Below is a block of records. Copy every line in it that contains the word "lines".
═══ EXERCISE MATERIAL
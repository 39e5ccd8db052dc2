//! Pipeline fixtures: full runs of `shade` over small synthetic scenes.

use super::*;
use crate::colour::COMPONENT_MAX;
use crate::manifest::Manifest;
use crate::palette::{Palette, PaletteEntry, PaletteRange, RangeId};
use crate::raycast::RaySample;

// ============================================================================
// Fixtures
// ============================================================================

/// Grey ramp palette: index 0 transparent, 1..=ramp_len one regular
/// range with colour i * step.
fn ramp_definition(ramp_len: u8, step: f64) -> Definition {
    let ranges = vec![PaletteRange {
        start: 1,
        end: ramp_len,
        ..PaletteRange::default()
    }];
    let mut entries = vec![PaletteEntry {
        colour: Rgb::default(),
        range: None,
    }];
    for i in 1..=ramp_len {
        let c = i as f64 * step;
        entries.push(PaletteEntry {
            colour: Rgb::new(c, c, c),
            range: Some(RangeId(0)),
        });
    }
    Definition {
        palette: Palette::new(entries, ranges).unwrap(),
        scale: 1.0,
        debug: false,
        manifest: Manifest::default(),
    }
}

fn empty_render(width: usize, height: usize) -> crate::raycast::RenderOutput {
    vec![vec![Vec::new(); height]; width]
}

fn hit(index: u8, influence: f64) -> RaySample {
    RaySample {
        collision: true,
        index,
        influence,
        ..RaySample::default()
    }
}

fn miss() -> RaySample {
    RaySample::default()
}

// ============================================================================
// Spec scenarios
// ============================================================================

#[test]
fn test_empty_scene() {
    let def = ramp_definition(8, 8000.0);
    let mut render = empty_render(8, 8);
    for column in render.iter_mut() {
        for cell in column.iter_mut() {
            *cell = vec![miss(); 4];
        }
    }

    let out = shade(&render, &Sprite::default(), &def, 8, 8);

    for cell in out.cells() {
        assert_eq!(*cell, ShaderInfo::default());
        assert_eq!(cell.dithered_index, 0);
        assert_eq!(cell.region, 0);
    }
}

#[test]
fn test_single_solid_pixel() {
    let def = ramp_definition(16, 4000.0);
    let mut render = empty_render(12, 12);
    render[5][5] = vec![hit(10, 1.0)];

    let out = shade(&render, &Sprite::default(), &def, 12, 12);

    let cell = out.at(5, 5);
    assert_eq!(cell.modal_index, 10);
    assert_eq!(cell.region, 1);
    assert_eq!(cell.alpha, 1.0);
    // The accumulated colour is exactly the palette colour, so the
    // matcher returns the index itself
    assert_eq!(cell.dithered_index, 10);

    for x in 0..12 {
        for y in 0..12 {
            if (x, y) != (5, 5) {
                assert_eq!(out.at(x, y).dithered_index, 0);
                assert_eq!(out.at(x, y).region, 0);
            }
        }
    }
}

#[test]
fn test_anti_banding_rewrites_repeated_modal() {
    let def = ramp_definition(8, 8000.0);
    let mut render = empty_render(5, 1);
    render[2][0] = vec![hit(5, 0.60), hit(6, 0.40)];
    render[3][0] = vec![hit(5, 0.55), hit(6, 0.45)];

    let out = shade(&render, &Sprite::default(), &def, 5, 1);

    assert_eq!(out.at(2, 0).modal_index, 5);
    // Same top votes, but the left neighbour already took 5
    assert_eq!(out.at(3, 0).modal_index, 6);
}

#[test]
fn test_hard_edge_discard() {
    let mut def = ramp_definition(8, 8000.0);
    def.manifest.hard_edge_threshold = 0.5;

    let mut render = empty_render(3, 3);
    let mut samples = vec![hit(3, 1.0); 4];
    samples.extend(vec![miss(); 6]);
    render[1][1] = samples;

    let out = shade(&render, &Sprite::default(), &def, 3, 3);
    assert_eq!(*out.at(1, 1), ShaderInfo::default());
}

#[test]
fn test_edge_threshold_emits_transparent_and_diffuses_nothing() {
    let mut def = ramp_definition(16, 4000.0);
    def.manifest.soften_edges = true;

    // y0: alpha 0.3 pixel; y1: solid pixel sitting exactly on a palette
    // colour. Any leaked error would pull y1 off its exact match.
    let mut render = empty_render(1, 2);
    let mut partial = vec![hit(7, 1.0); 3];
    partial.extend(vec![miss(); 7]);
    render[0][0] = partial;
    render[0][1] = vec![hit(9, 1.0)];

    let out = shade(&render, &Sprite::default(), &def, 1, 2);

    let edge = out.at(0, 0);
    assert!((edge.alpha - 0.3).abs() < 1e-9);
    assert_eq!(edge.dithered_index, 0);
    assert_eq!(out.at(0, 1).dithered_index, 9);
}

#[test]
fn test_region_stretch_expands_contrast() {
    let def = ramp_definition(16, 4000.0);

    // 10x1 strip over one range: lighting gradient puts the raw colours
    // in a narrow band around index 8
    let mut render = empty_render(10, 1);
    for (x, column) in render.iter_mut().enumerate() {
        let lighting = -0.3 + 0.6 * (x as f64 / 9.0);
        column[0] = vec![RaySample {
            lighting,
            ..hit(8, 1.0)
        }];
    }

    let out = shade(&render, &Sprite::default(), &def, 10, 1);

    let indices: Vec<u8> = (0..10).map(|x| out.at(x, 0).dithered_index).collect();
    let min = *indices.iter().min().unwrap();
    let max = *indices.iter().max().unwrap();

    // The raw band dithers to roughly 6..=10; the stretch must reach at
    // least three indices beyond each end, staying inside the range
    assert!(min <= 3, "min index {} not expanded", min);
    assert!(max >= 13, "max index {} not expanded", max);
    assert!(min >= 1 && max <= 16);

    // Endpoint contrast strictly exceeds the unstretched reference
    let reference_low = def.palette.colour(6);
    let reference_high = def.palette.colour(10);
    let reference_contrast = l1(reference_high - reference_low);

    let final_low = def.palette.colour(indices[0]);
    let final_high = def.palette.colour(indices[9]);
    assert!(l1(final_high - final_low) > reference_contrast);
}

fn l1(c: Rgb) -> f64 {
    c.r.abs() + c.g.abs() + c.b.abs()
}

// ============================================================================
// Invariants
// ============================================================================

fn busy_scene() -> (crate::raycast::RenderOutput, Definition) {
    let mut def = ramp_definition(16, 4000.0);
    def.manifest.soften_edges = true;

    let mut render = empty_render(16, 16);
    for (x, column) in render.iter_mut().enumerate() {
        for (y, cell) in column.iter_mut().enumerate() {
            // Deterministic pseudo-variety without randomness
            let index = 1 + ((x * 7 + y * 3) % 16) as u8;
            let mut samples = vec![
                hit(index, 1.0),
                RaySample {
                    depth: 2,
                    ..hit(1 + ((x + y) % 16) as u8, 0.7)
                },
            ];
            if (x + y) % 3 == 0 {
                samples.push(miss());
            }
            *cell = samples;
        }
    }
    (render, def)
}

#[test]
fn test_determinism() {
    let (render, def) = busy_scene();
    let a = shade(&render, &Sprite::default(), &def, 16, 16);
    let b = shade(&render, &Sprite::default(), &def, 16, 16);
    assert_eq!(a.cells(), b.cells());
}

#[test]
fn test_alpha_and_colour_bounds() {
    let (render, def) = busy_scene();
    let out = shade(&render, &Sprite::default(), &def, 16, 16);

    for cell in out.cells() {
        assert!(cell.alpha >= 0.0 && cell.alpha <= 1.0);
        for c in [cell.colour, cell.special_colour] {
            assert!(c.r >= 0.0 && c.r <= COMPONENT_MAX);
            assert!(c.g >= 0.0 && c.g <= COMPONENT_MAX);
            assert!(c.b >= 0.0 && c.b <= COMPONENT_MAX);
        }
    }
}

#[test]
fn test_region_consistency() {
    let (render, def) = busy_scene();
    let out = shade(&render, &Sprite::default(), &def, 16, 16);

    for x in 0..16usize {
        for y in 0..16usize {
            let cell = out.at(x, y);
            // Transparent pixels carry no region, shaded pixels do
            assert_eq!(cell.region == 0, cell.modal_index == 0);
            if cell.region == 0 {
                continue;
            }

            let range = def.palette.range_id(cell.modal_index);
            let mut neighbours = Vec::new();
            if x > 0 {
                neighbours.push(out.at(x - 1, y));
            }
            if y > 0 {
                neighbours.push(out.at(x, y - 1));
            }
            if x < 15 {
                neighbours.push(out.at(x + 1, y));
            }
            if y < 15 {
                neighbours.push(out.at(x, y + 1));
            }
            for n in neighbours {
                if n.modal_index != 0 && def.palette.range_id(n.modal_index) == range {
                    assert_eq!(n.region, cell.region);
                }
            }
        }
    }
}

#[test]
fn test_mask_index_law() {
    let (render, def) = busy_scene();
    let out = shade(&render, &Sprite::default(), &def, 16, 16);

    for cell in out.cells() {
        let mask = cell.mask_index();
        assert!(mask == 0 || mask == cell.modal_index || mask == cell.dithered_index);
        // The projection is a pure function of the cell
        assert_eq!(mask, cell.mask_index());
    }
}

#[test]
fn test_batch_matches_serial() {
    let (render, def) = busy_scene();
    let serial = shade(&render, &Sprite::default(), &def, 16, 16);

    let jobs = vec![
        ShadeJob {
            render_output: &render,
            sprite: Sprite::default(),
            definition: &def,
            width: 16,
            height: 16,
        },
        ShadeJob {
            render_output: &render,
            sprite: Sprite::default(),
            definition: &def,
            width: 16,
            height: 16,
        },
    ];
    let batch = shade_batch(&jobs);

    assert_eq!(batch.len(), 2);
    for out in &batch {
        assert_eq!(out.cells(), serial.cells());
    }
}

// ============================================================================
// Special colour handling
// ============================================================================

/// Palette with a regular ramp 1..=4, a primary CC ramp 5..=8 and an
/// animated pair 9..=10.
fn special_definition() -> Definition {
    let ranges = vec![
        PaletteRange {
            start: 1,
            end: 4,
            ..PaletteRange::default()
        },
        PaletteRange {
            start: 5,
            end: 8,
            is_primary_company_colour: true,
            ..PaletteRange::default()
        },
        PaletteRange {
            start: 9,
            end: 10,
            is_animated_light: true,
            ..PaletteRange::default()
        },
    ];
    let mut entries = vec![PaletteEntry {
        colour: Rgb::default(),
        range: None,
    }];
    for i in 1..=4u8 {
        let c = i as f64 * 12000.0;
        entries.push(PaletteEntry {
            colour: Rgb::new(c, c, c),
            range: Some(RangeId(0)),
        });
    }
    for i in 5..=8u8 {
        entries.push(PaletteEntry {
            colour: Rgb::new(0.0, 0.0, (i - 4) as f64 * 12000.0),
            range: Some(RangeId(1)),
        });
    }
    for i in 9..=10u8 {
        entries.push(PaletteEntry {
            colour: Rgb::new((i - 8) as f64 * 20000.0, 8000.0, 0.0),
            range: Some(RangeId(2)),
        });
    }
    Definition {
        palette: Palette::new(entries, ranges).unwrap(),
        scale: 1.0,
        debug: false,
        manifest: Manifest::default(),
    }
}

#[test]
fn test_company_colour_dithers_within_its_ramp() {
    let def = special_definition();
    let mut render = empty_render(4, 4);
    for column in render.iter_mut() {
        for cell in column.iter_mut() {
            *cell = vec![hit(6, 1.0)];
        }
    }

    let out = shade(&render, &Sprite::default(), &def, 4, 4);

    for cell in out.cells() {
        assert!(cell.dithered_index >= 5 && cell.dithered_index <= 8);
        assert!(cell.is_mask_colour);
        // Fully special pixel: the mask plane carries the modal index
        assert!(cell.specialness > 0.75);
        assert_eq!(cell.mask_index(), cell.modal_index);
    }
}

#[test]
fn test_animated_light_keeps_modal_index() {
    let def = special_definition();
    let mut render = empty_render(2, 2);
    render[0][0] = vec![hit(9, 1.0)];
    render[1][1] = vec![hit(10, 1.0)];

    let out = shade(&render, &Sprite::default(), &def, 2, 2);

    let a = out.at(0, 0);
    assert!(a.is_animated);
    assert_eq!(a.dithered_index, 9);
    assert_eq!(a.mask_index(), 9);

    let b = out.at(1, 1);
    assert!(b.is_animated);
    assert_eq!(b.dithered_index, 10);
}

// ============================================================================
// Projections and offsets
// ============================================================================

#[test]
fn test_region_rgb_encoding() {
    let mut cell = ShaderInfo::default();
    cell.region = 5;
    assert_eq!(cell.region_rgb(), Rgb::new(16384.0, 16384.0, 0.0));

    cell.region = 21; // 1 + 1*4 + 1*16
    assert_eq!(cell.region_rgb(), Rgb::new(16384.0, 16384.0, 16384.0));

    cell.region = 0;
    assert_eq!(cell.region_rgb(), Rgb::default());
}

#[test]
fn test_sprite_offset_shifts_sampling() {
    let mut def = ramp_definition(16, 4000.0);
    def.scale = 2.0;

    let mut render = empty_render(8, 8);
    render[6][6] = vec![hit(3, 1.0)];

    // offset 2 * scale 2 shifts sampling by 4: pixel (2,2) reads (6,6)
    let sprite = Sprite {
        offset_x: 2.0,
        offset_y: 2.0,
    };
    let out = shade(&render, &sprite, &def, 8, 8);

    assert_eq!(out.at(2, 2).modal_index, 3);
    assert_eq!(out.at(6, 6).modal_index, 0);
}

#[test]
fn test_diagnostics_report_regions() {
    let def = ramp_definition(16, 4000.0);
    let mut render = empty_render(4, 1);
    for column in render.iter_mut() {
        column[0] = vec![hit(8, 1.0)];
    }

    let mut lines = Vec::new();
    let mut sink = |line: &str| lines.push(line.to_string());
    shade_with_diagnostics(&render, &Sprite::default(), &def, 4, 1, Some(&mut sink));

    assert!(lines.iter().any(|l| l.starts_with("region 1: size 4")));
    assert!(lines.iter().any(|l| l.contains("distance")));
}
══════
▶ [WORKED SOLUTION]
    let mut lines = Vec::new();
    let mut sink = |line: &str| lines.push(line.to_string());
    assert!(lines.iter().any(|l| l.starts_with("region 1: size 4")));
    assert!(lines.iter().any(|l| l.contains("distance")));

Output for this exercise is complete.